*** MATERIAL FOR THE TASK Section Begins ***
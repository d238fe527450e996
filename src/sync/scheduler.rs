use std::sync::Arc;
use std::time::Duration;

use rand::Rng;
use tokio::sync::watch;
use tokio::time::MissedTickBehavior;
use tracing::{debug, warn};

use super::prefetch::{MediaPrefetcher, NetworkHints, NoHints};
use super::SyncEngine;

/// Event wiring around the engine: flush on outbox changes, on regained
/// connectivity, and on visibility loss, with a jittered fallback interval
/// that idles once the outbox drains. Prefetch polls on its own cadence.
pub struct SyncScheduler {
    engine: Arc<SyncEngine>,
    prefetcher: Arc<MediaPrefetcher>,
}

impl SyncScheduler {
    pub fn new(engine: Arc<SyncEngine>) -> Self {
        Self::with_hints(engine, Arc::new(NoHints))
    }

    pub fn with_hints(engine: Arc<SyncEngine>, hints: Arc<dyn NetworkHints>) -> Self {
        let prefetcher = Arc::new(MediaPrefetcher::new(
            engine.store.clone(),
            engine.api.clone(),
            engine.clock.clone(),
            hints,
            engine.online_changed(),
        ));
        Self { engine, prefetcher }
    }

    pub fn prefetcher(&self) -> &Arc<MediaPrefetcher> {
        &self.prefetcher
    }

    /// Drives the engine until `shutdown` flips. All handlers are
    /// reentrancy-safe: the flush latch turns overlapping triggers into
    /// no-ops.
    pub async fn run(&self, mut shutdown: watch::Receiver<bool>) {
        let engine = &self.engine;
        let mut outbox_rx = engine.store.outbox_changed();
        let mut online_rx = engine.online_changed();
        let mut visible_rx = engine.visibility_changed();

        let mut prefetch_tick = tokio::time::interval(Duration::from_millis(
            engine.config.prefetch_poll_ms.max(100),
        ));
        prefetch_tick.set_missed_tick_behavior(MissedTickBehavior::Skip);

        loop {
            let depth = engine.store.outbox_depth().unwrap_or(0);
            let base = if depth > 0 {
                engine.config.flush_interval_fast_ms
            } else {
                engine.config.flush_interval_idle_ms
            };
            let jitter = rand::thread_rng().gen_range(0..=base / 10);
            let fallback = tokio::time::sleep(Duration::from_millis(base + jitter));

            tokio::select! {
                _ = fallback => {
                    if depth > 0 {
                        self.flush_quietly().await;
                    }
                }
                changed = outbox_rx.changed() => {
                    if changed.is_err() {
                        break;
                    }
                    self.flush_quietly().await;
                }
                changed = online_rx.changed() => {
                    if changed.is_err() {
                        break;
                    }
                    if *online_rx.borrow() {
                        debug!("back online; flushing and reconciling");
                        self.flush_quietly().await;
                        if let Err(err) = engine.full_pull(false).await {
                            warn!(%err, "full pull after reconnect failed");
                        }
                        if let Err(err) = self.prefetcher.tick().await {
                            debug!(%err, "prefetch tick failed");
                        }
                    }
                }
                changed = visible_rx.changed() => {
                    if changed.is_err() {
                        break;
                    }
                    if !*visible_rx.borrow() {
                        // Going hidden: push pending work out while we can.
                        self.flush_quietly().await;
                    }
                }
                _ = prefetch_tick.tick() => {
                    if let Err(err) = self.prefetcher.tick().await {
                        debug!(%err, "prefetch tick failed");
                    }
                }
                _ = shutdown.changed() => break,
            }
        }
    }

    async fn flush_quietly(&self) {
        if let Err(err) = self.engine.flush_outbox_once().await {
            warn!(%err, "flush pass failed");
        }
    }
}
*** MATERIAL FOR THE TASK Section Ends ***
TASK DETAILS
What belongs in the answer is each line of the data that has the word "SyncEngine".

YOUR RESPONSE
use super::SyncEngine;
    engine: Arc<SyncEngine>,
    pub fn new(engine: Arc<SyncEngine>) -> Self {
    pub fn with_hints(engine: Arc<SyncEngine>, hints: Arc<dyn NetworkHints>) -> Self {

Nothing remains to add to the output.